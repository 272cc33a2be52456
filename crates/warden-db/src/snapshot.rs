//! JSON snapshots of role configuration and collection metadata, and the
//! default role seed.
//!
//! A snapshot nests resources under roles and actions under resources, the
//! same shape the full rebuild reads back:
//!
//! ```json
//! {
//!   "roles": [
//!     { "name": "member", "title": "Member", "default": true,
//!       "strategy": { "actions": ["view"] },
//!       "resources": [
//!         { "name": "orders",
//!           "actions": [{ "name": "update", "fields": ["total"] }] }
//!       ] }
//!   ],
//!   "collections": {
//!     "orders": [
//!       { "name": "total" },
//!       { "name": "items", "association": { "kind": "linkTo", "target": "lineItems" } }
//!     ]
//!   }
//! }
//! ```

use serde::{Deserialize, Serialize};
use std::collections::{BTreeMap, BTreeSet};
use std::path::Path;
use tracing::{info, instrument};

use warden_core::{
    FieldMeta, ResourceAction, Result, Role, RoleResource, RoleStrategy, TransactionId,
    WardenError,
};

use crate::store::{MemoryStore, StoreState};

fn default_true() -> bool {
    true
}

#[derive(Debug, Clone, Default, PartialEq, Serialize, Deserialize)]
pub struct StoreSnapshot {
    #[serde(default)]
    pub roles: Vec<RoleSnapshot>,
    #[serde(default)]
    pub collections: BTreeMap<String, Vec<FieldMeta>>,
}

#[derive(Debug, Clone, PartialEq, Serialize, Deserialize)]
pub struct RoleSnapshot {
    pub name: String,
    #[serde(default)]
    pub title: Option<String>,
    #[serde(default)]
    pub hidden: bool,
    #[serde(default)]
    pub default: bool,
    #[serde(default)]
    pub strategy: Option<RoleStrategy>,
    #[serde(default)]
    pub resources: Vec<ResourceSnapshot>,
}

#[derive(Debug, Clone, PartialEq, Serialize, Deserialize)]
pub struct ResourceSnapshot {
    pub name: String,
    #[serde(default = "default_true", rename = "usingActionsConfig", alias = "using_actions_config")]
    pub using_actions_config: bool,
    #[serde(default)]
    pub actions: Vec<ActionSnapshot>,
}

#[derive(Debug, Clone, PartialEq, Serialize, Deserialize)]
pub struct ActionSnapshot {
    pub name: String,
    #[serde(default)]
    pub fields: Vec<String>,
    #[serde(default)]
    pub scope: Option<serde_json::Value>,
}

impl StoreSnapshot {
    pub fn from_json(json: &str) -> Result<Self> {
        serde_json::from_str(json)
            .map_err(|e| WardenError::invalid_input(format!("Invalid store snapshot: {}", e)))
    }

    pub async fn from_file(path: impl AsRef<Path>) -> Result<Self> {
        let path = path.as_ref();
        let json = tokio::fs::read_to_string(path).await.map_err(|e| {
            WardenError::storage(format!("Failed to read snapshot {}: {}", path.display(), e))
        })?;
        Self::from_json(&json)
    }

    /// Check the ownership invariants a store relies on
    fn validate(&self) -> Result<()> {
        let mut roles = BTreeSet::new();
        let mut defaults = 0;
        for role in &self.roles {
            if role.name.is_empty() {
                return Err(WardenError::invalid_input("Role name must not be empty"));
            }
            if !roles.insert(role.name.as_str()) {
                return Err(WardenError::invalid_input(format!(
                    "Duplicate role '{}'",
                    role.name
                )));
            }
            if role.default {
                defaults += 1;
            }

            let mut resources = BTreeSet::new();
            for resource in &role.resources {
                if !resources.insert(resource.name.as_str()) {
                    return Err(WardenError::invalid_input(format!(
                        "Duplicate resource '{}' on role '{}'",
                        resource.name, role.name
                    )));
                }
            }
        }
        if defaults > 1 {
            return Err(WardenError::invalid_input(
                "At most one role may be marked default",
            ));
        }
        Ok(())
    }

    fn into_state(self) -> (StoreState, BTreeMap<String, Vec<FieldMeta>>) {
        let mut state = StoreState::default();
        for snapshot in self.roles {
            let mut role = Role::new(
                snapshot.name.clone(),
                snapshot.title.unwrap_or_else(|| snapshot.name.clone()),
            );
            role.hidden = snapshot.hidden;
            role.default = snapshot.default;
            role.strategy = snapshot.strategy;

            for resource_snapshot in snapshot.resources {
                let mut resource = RoleResource::new(&snapshot.name, resource_snapshot.name);
                resource.using_actions_config = resource_snapshot.using_actions_config;

                for action_snapshot in resource_snapshot.actions {
                    let mut action = ResourceAction::new(resource.id, action_snapshot.name)
                        .with_fields(action_snapshot.fields);
                    action.scope = action_snapshot.scope;
                    state.actions.insert(action.id, action);
                }
                state.resources.insert(resource.id, resource);
            }
            state.roles.insert(role.name.clone(), role);
        }
        (state, self.collections)
    }
}

/// `root` (hidden), `admin`, `member` (default) and `anonymous`
pub fn default_roles() -> Vec<Role> {
    vec![
        Role::new("root", "Root").hidden(),
        Role::new("admin", "Admin"),
        Role::new("member", "Member").as_default(),
        Role::new("anonymous", "Anonymous"),
    ]
}

impl MemoryStore {
    pub fn from_snapshot(snapshot: StoreSnapshot) -> Result<Self> {
        snapshot.validate()?;
        let (state, collections) = snapshot.into_state();
        Ok(Self::from_parts(state, collections))
    }

    #[instrument]
    pub async fn load_snapshot(path: &Path) -> Result<Self> {
        let snapshot = StoreSnapshot::from_file(path).await?;
        info!(
            roles = snapshot.roles.len(),
            collections = snapshot.collections.len(),
            "Loaded store snapshot"
        );
        Self::from_snapshot(snapshot)
    }

    /// Insert the default roles when no role exists yet; returns how many
    /// were created
    #[instrument(skip(self))]
    pub async fn seed_default_roles(&self, tx: Option<TransactionId>) -> Result<usize> {
        if !self.roles(tx).await?.is_empty() {
            return Ok(0);
        }
        let roles = default_roles();
        let count = roles.len();
        for role in roles {
            self.upsert_role(role, tx).await?;
        }
        info!(count, "Seeded default roles");
        Ok(count)
    }
}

• The task: Without changing a word, print all of the entries above.

• Written solution:
repository 272cc33a2be52456
filename crates/warden-db/src/snapshot.rs
//! JSON snapshots of role configuration and collection metadata, and the
//! default role seed.
//!
//! A snapshot nests resources under roles and actions under resources, the
//! same shape the full rebuild reads back:
//!
//! ```json
//! {
//!   "roles": [
//!     { "name": "member", "title": "Member", "default": true,
//!       "strategy": { "actions": ["view"] },
//!       "resources": [
//!         { "name": "orders",
//!           "actions": [{ "name": "update", "fields": ["total"] }] }
//!       ] }
//!   ],
//!   "collections": {
//!     "orders": [
//!       { "name": "total" },
//!       { "name": "items", "association": { "kind": "linkTo", "target": "lineItems" } }
//!     ]
//!   }
//! }
//! ```

use serde::{Deserialize, Serialize};
use std::collections::{BTreeMap, BTreeSet};
use std::path::Path;
use tracing::{info, instrument};

use warden_core::{
    FieldMeta, ResourceAction, Result, Role, RoleResource, RoleStrategy, TransactionId,
    WardenError,
};

use crate::store::{MemoryStore, StoreState};

fn default_true() -> bool {
    true
}

#[derive(Debug, Clone, Default, PartialEq, Serialize, Deserialize)]
pub struct StoreSnapshot {
    #[serde(default)]
    pub roles: Vec<RoleSnapshot>,
    #[serde(default)]
    pub collections: BTreeMap<String, Vec<FieldMeta>>,
}

#[derive(Debug, Clone, PartialEq, Serialize, Deserialize)]
pub struct RoleSnapshot {
    pub name: String,
    #[serde(default)]
    pub title: Option<String>,
    #[serde(default)]
    pub hidden: bool,
    #[serde(default)]
    pub default: bool,
    #[serde(default)]
    pub strategy: Option<RoleStrategy>,
    #[serde(default)]
    pub resources: Vec<ResourceSnapshot>,
}

#[derive(Debug, Clone, PartialEq, Serialize, Deserialize)]
pub struct ResourceSnapshot {
    pub name: String,
    #[serde(default = "default_true", rename = "usingActionsConfig", alias = "using_actions_config")]
    pub using_actions_config: bool,
    #[serde(default)]
    pub actions: Vec<ActionSnapshot>,
}

#[derive(Debug, Clone, PartialEq, Serialize, Deserialize)]
pub struct ActionSnapshot {
    pub name: String,
    #[serde(default)]
    pub fields: Vec<String>,
    #[serde(default)]
    pub scope: Option<serde_json::Value>,
}

impl StoreSnapshot {
    pub fn from_json(json: &str) -> Result<Self> {
        serde_json::from_str(json)
            .map_err(|e| WardenError::invalid_input(format!("Invalid store snapshot: {}", e)))
    }

    pub async fn from_file(path: impl AsRef<Path>) -> Result<Self> {
        let path = path.as_ref();
        let json = tokio::fs::read_to_string(path).await.map_err(|e| {
            WardenError::storage(format!("Failed to read snapshot {}: {}", path.display(), e))
        })?;
        Self::from_json(&json)
    }

    /// Check the ownership invariants a store relies on
    fn validate(&self) -> Result<()> {
        let mut roles = BTreeSet::new();
        let mut defaults = 0;
        for role in &self.roles {
            if role.name.is_empty() {
                return Err(WardenError::invalid_input("Role name must not be empty"));
            }
            if !roles.insert(role.name.as_str()) {
                return Err(WardenError::invalid_input(format!(
                    "Duplicate role '{}'",
                    role.name
                )));
            }
            if role.default {
                defaults += 1;
            }

            let mut resources = BTreeSet::new();
            for resource in &role.resources {
                if !resources.insert(resource.name.as_str()) {
                    return Err(WardenError::invalid_input(format!(
                        "Duplicate resource '{}' on role '{}'",
                        resource.name, role.name
                    )));
                }
            }
        }
        if defaults > 1 {
            return Err(WardenError::invalid_input(
                "At most one role may be marked default",
            ));
        }
        Ok(())
    }

    fn into_state(self) -> (StoreState, BTreeMap<String, Vec<FieldMeta>>) {
        let mut state = StoreState::default();
        for snapshot in self.roles {
            let mut role = Role::new(
                snapshot.name.clone(),
                snapshot.title.unwrap_or_else(|| snapshot.name.clone()),
            );
            role.hidden = snapshot.hidden;
            role.default = snapshot.default;
            role.strategy = snapshot.strategy;

            for resource_snapshot in snapshot.resources {
                let mut resource = RoleResource::new(&snapshot.name, resource_snapshot.name);
                resource.using_actions_config = resource_snapshot.using_actions_config;

                for action_snapshot in resource_snapshot.actions {
                    let mut action = ResourceAction::new(resource.id, action_snapshot.name)
                        .with_fields(action_snapshot.fields);
                    action.scope = action_snapshot.scope;
                    state.actions.insert(action.id, action);
                }
                state.resources.insert(resource.id, resource);
            }
            state.roles.insert(role.name.clone(), role);
        }
        (state, self.collections)
    }
}

/// `root` (hidden), `admin`, `member` (default) and `anonymous`
pub fn default_roles() -> Vec<Role> {
    vec![
        Role::new("root", "Root").hidden(),
        Role::new("admin", "Admin"),
        Role::new("member", "Member").as_default(),
        Role::new("anonymous", "Anonymous"),
    ]
}

impl MemoryStore {
    pub fn from_snapshot(snapshot: StoreSnapshot) -> Result<Self> {
        snapshot.validate()?;
        let (state, collections) = snapshot.into_state();
        Ok(Self::from_parts(state, collections))
    }

    #[instrument]
    pub async fn load_snapshot(path: &Path) -> Result<Self> {
        let snapshot = StoreSnapshot::from_file(path).await?;
        info!(
            roles = snapshot.roles.len(),
            collections = snapshot.collections.len(),
            "Loaded store snapshot"
        );
        Self::from_snapshot(snapshot)
    }

    /// Insert the default roles when no role exists yet; returns how many
    /// were created
    #[instrument(skip(self))]
    pub async fn seed_default_roles(&self, tx: Option<TransactionId>) -> Result<usize> {
        if !self.roles(tx).await?.is_empty() {
            return Ok(0);
        }
        let roles = default_roles();
        let count = roles.len();
        for role in roles {
            self.upsert_role(role, tx).await?;
        }
        info!(count, "Seeded default roles");
        Ok(count)
    }
}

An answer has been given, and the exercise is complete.